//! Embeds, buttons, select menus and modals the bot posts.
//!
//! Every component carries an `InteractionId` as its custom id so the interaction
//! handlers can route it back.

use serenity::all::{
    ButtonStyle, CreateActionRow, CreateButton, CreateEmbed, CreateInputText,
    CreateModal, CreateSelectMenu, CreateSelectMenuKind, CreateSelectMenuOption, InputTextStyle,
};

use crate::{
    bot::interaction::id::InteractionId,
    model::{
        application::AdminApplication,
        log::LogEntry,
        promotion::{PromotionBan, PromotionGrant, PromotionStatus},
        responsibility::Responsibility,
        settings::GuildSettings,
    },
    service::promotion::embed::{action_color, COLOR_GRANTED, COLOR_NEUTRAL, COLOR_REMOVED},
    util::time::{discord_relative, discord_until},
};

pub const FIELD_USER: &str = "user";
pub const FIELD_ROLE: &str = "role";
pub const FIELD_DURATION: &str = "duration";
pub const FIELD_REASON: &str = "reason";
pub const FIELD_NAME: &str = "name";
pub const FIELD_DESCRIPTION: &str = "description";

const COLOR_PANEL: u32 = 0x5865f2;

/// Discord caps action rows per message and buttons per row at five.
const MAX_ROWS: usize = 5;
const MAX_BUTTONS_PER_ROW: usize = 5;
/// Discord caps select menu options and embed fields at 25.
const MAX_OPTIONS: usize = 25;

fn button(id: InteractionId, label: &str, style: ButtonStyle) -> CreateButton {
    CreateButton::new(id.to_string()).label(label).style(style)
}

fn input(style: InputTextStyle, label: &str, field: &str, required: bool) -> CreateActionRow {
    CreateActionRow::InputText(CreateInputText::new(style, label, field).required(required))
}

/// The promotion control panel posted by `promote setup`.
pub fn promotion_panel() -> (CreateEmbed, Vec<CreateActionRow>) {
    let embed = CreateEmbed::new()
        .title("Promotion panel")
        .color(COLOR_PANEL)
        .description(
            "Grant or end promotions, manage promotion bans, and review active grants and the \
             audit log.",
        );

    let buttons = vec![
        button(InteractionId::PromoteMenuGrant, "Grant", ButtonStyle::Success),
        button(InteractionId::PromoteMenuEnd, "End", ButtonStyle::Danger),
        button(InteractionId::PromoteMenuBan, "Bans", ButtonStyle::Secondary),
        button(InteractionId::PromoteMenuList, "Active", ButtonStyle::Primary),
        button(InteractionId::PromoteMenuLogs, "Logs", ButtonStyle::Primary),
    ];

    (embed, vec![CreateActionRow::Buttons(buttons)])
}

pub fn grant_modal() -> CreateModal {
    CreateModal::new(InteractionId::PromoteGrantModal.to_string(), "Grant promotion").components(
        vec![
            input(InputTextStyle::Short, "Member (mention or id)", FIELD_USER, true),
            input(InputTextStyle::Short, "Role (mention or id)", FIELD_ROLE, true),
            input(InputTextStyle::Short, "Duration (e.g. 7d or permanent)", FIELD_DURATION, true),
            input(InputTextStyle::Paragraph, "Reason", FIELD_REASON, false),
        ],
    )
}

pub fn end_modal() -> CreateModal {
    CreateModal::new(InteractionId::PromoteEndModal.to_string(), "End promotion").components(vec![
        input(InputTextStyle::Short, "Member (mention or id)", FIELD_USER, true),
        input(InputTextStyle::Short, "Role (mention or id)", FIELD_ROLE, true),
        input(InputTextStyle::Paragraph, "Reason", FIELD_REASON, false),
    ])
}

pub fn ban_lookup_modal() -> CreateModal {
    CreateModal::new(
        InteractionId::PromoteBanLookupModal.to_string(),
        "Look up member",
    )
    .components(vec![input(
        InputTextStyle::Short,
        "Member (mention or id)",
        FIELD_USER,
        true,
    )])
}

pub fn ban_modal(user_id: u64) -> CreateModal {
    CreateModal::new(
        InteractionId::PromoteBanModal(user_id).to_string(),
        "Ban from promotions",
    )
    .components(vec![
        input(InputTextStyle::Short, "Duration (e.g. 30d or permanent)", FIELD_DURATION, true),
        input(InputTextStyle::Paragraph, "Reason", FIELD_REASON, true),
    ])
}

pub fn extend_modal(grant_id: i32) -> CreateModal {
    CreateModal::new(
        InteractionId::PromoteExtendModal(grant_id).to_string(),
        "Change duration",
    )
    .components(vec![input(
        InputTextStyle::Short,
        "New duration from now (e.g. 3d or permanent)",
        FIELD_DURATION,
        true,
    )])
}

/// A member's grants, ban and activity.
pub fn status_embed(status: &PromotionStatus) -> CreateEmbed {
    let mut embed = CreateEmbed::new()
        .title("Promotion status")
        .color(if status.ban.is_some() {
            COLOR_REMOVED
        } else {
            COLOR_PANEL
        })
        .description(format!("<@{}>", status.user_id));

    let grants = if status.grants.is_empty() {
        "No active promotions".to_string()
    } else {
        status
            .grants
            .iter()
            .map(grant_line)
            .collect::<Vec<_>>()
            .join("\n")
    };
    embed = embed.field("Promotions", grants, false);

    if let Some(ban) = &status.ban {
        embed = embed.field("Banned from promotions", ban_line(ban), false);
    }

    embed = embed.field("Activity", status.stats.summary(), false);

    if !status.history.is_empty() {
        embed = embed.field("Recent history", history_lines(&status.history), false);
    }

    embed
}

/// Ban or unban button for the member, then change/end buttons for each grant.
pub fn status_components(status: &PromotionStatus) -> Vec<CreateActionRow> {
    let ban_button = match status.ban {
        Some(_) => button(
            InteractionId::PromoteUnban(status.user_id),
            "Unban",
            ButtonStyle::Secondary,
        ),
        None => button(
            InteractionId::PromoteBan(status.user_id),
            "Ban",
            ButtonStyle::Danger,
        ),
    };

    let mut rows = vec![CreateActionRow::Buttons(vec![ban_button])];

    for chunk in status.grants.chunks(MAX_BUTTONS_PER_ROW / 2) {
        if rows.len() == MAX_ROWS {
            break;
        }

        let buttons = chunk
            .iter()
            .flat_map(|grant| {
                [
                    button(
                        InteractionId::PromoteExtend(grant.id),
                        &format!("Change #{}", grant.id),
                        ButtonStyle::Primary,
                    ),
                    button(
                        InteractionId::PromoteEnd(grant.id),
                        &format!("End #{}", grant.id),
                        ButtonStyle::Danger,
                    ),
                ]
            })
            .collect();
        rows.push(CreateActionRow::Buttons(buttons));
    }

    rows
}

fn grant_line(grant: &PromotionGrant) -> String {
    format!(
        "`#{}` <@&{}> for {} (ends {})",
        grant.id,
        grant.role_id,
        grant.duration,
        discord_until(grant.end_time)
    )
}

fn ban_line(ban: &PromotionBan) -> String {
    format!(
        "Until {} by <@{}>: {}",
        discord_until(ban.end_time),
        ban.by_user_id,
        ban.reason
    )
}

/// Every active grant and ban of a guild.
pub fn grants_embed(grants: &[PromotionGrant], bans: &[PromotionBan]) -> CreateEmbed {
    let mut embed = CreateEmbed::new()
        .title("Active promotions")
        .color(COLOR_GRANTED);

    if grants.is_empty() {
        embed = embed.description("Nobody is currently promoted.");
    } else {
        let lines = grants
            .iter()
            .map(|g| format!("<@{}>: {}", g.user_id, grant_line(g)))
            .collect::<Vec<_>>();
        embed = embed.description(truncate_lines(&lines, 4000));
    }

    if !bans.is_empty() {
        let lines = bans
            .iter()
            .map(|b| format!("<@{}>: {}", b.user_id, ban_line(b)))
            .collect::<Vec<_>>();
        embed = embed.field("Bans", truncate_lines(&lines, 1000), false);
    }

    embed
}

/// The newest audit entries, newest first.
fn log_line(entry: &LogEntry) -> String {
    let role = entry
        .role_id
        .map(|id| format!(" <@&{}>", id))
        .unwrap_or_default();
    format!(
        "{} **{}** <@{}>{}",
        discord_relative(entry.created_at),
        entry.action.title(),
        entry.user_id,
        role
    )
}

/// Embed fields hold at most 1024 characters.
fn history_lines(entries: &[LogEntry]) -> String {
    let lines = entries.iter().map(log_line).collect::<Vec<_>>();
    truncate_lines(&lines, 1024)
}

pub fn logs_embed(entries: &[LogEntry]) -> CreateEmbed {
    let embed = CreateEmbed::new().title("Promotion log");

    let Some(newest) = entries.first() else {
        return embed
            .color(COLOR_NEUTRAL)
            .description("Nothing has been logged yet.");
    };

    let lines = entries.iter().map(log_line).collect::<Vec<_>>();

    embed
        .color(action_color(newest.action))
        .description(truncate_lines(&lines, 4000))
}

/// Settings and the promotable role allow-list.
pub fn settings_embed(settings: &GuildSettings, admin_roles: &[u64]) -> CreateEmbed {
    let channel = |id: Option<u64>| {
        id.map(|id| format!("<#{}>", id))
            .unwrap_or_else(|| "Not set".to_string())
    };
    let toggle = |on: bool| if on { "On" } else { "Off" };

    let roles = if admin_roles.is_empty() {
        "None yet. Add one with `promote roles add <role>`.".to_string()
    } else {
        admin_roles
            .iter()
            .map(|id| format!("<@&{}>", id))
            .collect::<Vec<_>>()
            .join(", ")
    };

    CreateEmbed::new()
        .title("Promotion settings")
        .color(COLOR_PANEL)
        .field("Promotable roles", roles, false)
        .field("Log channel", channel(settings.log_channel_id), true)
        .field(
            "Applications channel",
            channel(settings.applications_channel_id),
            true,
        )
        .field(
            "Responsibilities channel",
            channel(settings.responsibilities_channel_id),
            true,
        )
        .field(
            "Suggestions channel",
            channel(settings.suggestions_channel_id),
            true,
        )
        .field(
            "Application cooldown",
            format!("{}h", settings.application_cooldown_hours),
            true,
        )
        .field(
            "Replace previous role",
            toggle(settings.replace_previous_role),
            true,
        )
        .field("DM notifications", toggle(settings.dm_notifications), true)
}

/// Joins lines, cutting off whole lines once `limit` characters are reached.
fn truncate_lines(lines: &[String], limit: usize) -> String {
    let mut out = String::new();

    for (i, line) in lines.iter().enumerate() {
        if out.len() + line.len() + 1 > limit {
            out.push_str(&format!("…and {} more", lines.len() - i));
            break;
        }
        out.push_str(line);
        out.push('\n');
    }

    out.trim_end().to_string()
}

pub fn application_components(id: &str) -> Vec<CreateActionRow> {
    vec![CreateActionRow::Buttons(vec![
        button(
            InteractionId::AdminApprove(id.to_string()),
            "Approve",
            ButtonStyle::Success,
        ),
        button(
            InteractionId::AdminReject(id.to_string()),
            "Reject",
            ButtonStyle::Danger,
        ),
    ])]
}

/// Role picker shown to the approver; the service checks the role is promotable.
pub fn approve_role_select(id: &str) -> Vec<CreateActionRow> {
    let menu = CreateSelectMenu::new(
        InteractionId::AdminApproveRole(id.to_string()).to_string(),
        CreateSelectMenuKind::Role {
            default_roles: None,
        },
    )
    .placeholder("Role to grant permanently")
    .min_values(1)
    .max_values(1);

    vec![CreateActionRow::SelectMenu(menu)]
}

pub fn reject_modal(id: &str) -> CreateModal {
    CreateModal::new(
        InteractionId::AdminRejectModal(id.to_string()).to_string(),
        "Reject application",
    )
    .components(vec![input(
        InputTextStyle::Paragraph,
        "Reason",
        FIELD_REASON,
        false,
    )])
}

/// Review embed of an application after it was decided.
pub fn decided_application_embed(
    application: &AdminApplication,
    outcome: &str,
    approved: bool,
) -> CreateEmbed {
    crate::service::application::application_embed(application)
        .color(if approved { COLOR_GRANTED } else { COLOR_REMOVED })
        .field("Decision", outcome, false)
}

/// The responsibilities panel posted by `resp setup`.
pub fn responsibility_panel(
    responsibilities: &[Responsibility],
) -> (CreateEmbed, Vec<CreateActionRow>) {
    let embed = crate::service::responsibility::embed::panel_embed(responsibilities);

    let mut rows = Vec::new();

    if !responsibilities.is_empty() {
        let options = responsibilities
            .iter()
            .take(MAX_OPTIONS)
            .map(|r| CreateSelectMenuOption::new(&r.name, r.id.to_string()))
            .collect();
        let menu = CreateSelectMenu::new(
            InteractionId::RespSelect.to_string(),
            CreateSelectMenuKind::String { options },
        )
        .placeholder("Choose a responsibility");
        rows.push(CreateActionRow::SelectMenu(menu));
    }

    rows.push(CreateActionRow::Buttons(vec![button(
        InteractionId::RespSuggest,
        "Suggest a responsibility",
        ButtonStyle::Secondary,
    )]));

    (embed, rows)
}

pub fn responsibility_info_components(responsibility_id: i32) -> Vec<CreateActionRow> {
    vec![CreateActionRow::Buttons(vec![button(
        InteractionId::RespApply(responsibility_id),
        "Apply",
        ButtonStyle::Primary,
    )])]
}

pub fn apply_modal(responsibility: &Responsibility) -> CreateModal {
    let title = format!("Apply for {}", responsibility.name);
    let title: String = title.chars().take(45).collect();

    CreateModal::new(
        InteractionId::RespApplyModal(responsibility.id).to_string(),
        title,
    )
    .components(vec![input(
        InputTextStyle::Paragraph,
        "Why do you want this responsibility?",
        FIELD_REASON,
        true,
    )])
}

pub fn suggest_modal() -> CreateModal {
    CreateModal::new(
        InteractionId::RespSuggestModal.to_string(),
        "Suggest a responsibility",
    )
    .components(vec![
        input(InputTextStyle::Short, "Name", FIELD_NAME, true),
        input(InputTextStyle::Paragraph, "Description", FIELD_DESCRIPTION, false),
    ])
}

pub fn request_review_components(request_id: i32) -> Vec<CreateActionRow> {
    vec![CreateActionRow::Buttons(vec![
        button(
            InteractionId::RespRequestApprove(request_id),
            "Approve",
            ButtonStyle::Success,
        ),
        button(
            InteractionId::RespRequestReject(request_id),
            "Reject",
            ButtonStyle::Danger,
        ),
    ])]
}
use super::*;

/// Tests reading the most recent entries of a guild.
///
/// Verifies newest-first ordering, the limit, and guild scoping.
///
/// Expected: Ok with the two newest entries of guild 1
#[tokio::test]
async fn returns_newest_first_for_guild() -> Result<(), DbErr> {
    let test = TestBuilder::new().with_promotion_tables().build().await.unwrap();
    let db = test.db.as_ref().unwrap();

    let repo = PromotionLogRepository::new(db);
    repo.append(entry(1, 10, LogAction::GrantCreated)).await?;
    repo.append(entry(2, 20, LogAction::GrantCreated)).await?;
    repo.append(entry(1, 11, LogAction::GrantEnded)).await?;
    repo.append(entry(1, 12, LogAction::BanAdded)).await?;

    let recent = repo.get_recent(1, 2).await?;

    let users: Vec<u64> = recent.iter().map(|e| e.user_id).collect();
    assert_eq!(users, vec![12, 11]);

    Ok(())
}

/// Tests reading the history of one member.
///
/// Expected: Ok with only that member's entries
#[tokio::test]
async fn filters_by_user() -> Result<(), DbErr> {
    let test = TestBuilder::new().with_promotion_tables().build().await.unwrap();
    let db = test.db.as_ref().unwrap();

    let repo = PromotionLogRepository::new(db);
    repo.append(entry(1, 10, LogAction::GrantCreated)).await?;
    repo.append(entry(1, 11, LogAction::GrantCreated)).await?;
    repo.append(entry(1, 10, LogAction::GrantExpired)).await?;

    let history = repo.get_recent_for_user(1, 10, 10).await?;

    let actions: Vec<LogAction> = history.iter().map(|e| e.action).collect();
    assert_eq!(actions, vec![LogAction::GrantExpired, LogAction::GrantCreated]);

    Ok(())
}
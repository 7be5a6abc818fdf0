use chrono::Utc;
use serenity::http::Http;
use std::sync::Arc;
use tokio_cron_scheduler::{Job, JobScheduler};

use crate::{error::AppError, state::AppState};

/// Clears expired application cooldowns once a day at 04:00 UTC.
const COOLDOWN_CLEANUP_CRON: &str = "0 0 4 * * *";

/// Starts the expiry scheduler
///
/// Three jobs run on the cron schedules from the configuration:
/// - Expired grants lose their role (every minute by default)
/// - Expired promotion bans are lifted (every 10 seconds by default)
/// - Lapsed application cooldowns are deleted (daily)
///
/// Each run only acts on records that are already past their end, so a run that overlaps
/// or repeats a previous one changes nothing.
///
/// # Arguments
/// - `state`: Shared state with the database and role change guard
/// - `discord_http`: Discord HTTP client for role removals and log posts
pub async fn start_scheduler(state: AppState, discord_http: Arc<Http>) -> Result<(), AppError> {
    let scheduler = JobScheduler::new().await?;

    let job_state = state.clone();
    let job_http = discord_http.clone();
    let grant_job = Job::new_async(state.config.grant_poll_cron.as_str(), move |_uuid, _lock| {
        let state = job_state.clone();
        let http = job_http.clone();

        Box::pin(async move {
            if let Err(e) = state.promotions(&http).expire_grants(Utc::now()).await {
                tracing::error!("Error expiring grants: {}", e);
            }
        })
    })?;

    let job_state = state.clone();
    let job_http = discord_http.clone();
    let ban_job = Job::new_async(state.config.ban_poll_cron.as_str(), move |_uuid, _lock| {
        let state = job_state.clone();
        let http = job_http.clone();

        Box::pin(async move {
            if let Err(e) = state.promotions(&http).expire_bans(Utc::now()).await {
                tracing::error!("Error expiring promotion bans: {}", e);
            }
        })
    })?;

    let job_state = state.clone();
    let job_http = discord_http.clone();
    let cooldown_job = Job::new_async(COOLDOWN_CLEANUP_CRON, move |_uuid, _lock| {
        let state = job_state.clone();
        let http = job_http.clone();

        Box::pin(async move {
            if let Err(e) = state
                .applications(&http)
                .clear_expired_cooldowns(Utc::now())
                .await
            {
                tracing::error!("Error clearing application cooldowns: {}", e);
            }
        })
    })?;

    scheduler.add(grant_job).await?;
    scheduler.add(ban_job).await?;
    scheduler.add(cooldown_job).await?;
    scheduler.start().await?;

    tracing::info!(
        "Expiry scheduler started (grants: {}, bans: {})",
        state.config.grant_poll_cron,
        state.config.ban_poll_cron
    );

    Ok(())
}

WHAT YOU HAVE TO DO: Lines from the entries that contain the string "limit" must be found and copied.

SOLUTION:
/// Joins lines, cutting off whole lines once `limit` characters are reached.
fn truncate_lines(lines: &[String], limit: usize) -> String {
        if out.len() + line.len() + 1 > limit {
/// Verifies newest-first ordering, the limit, and guild scoping.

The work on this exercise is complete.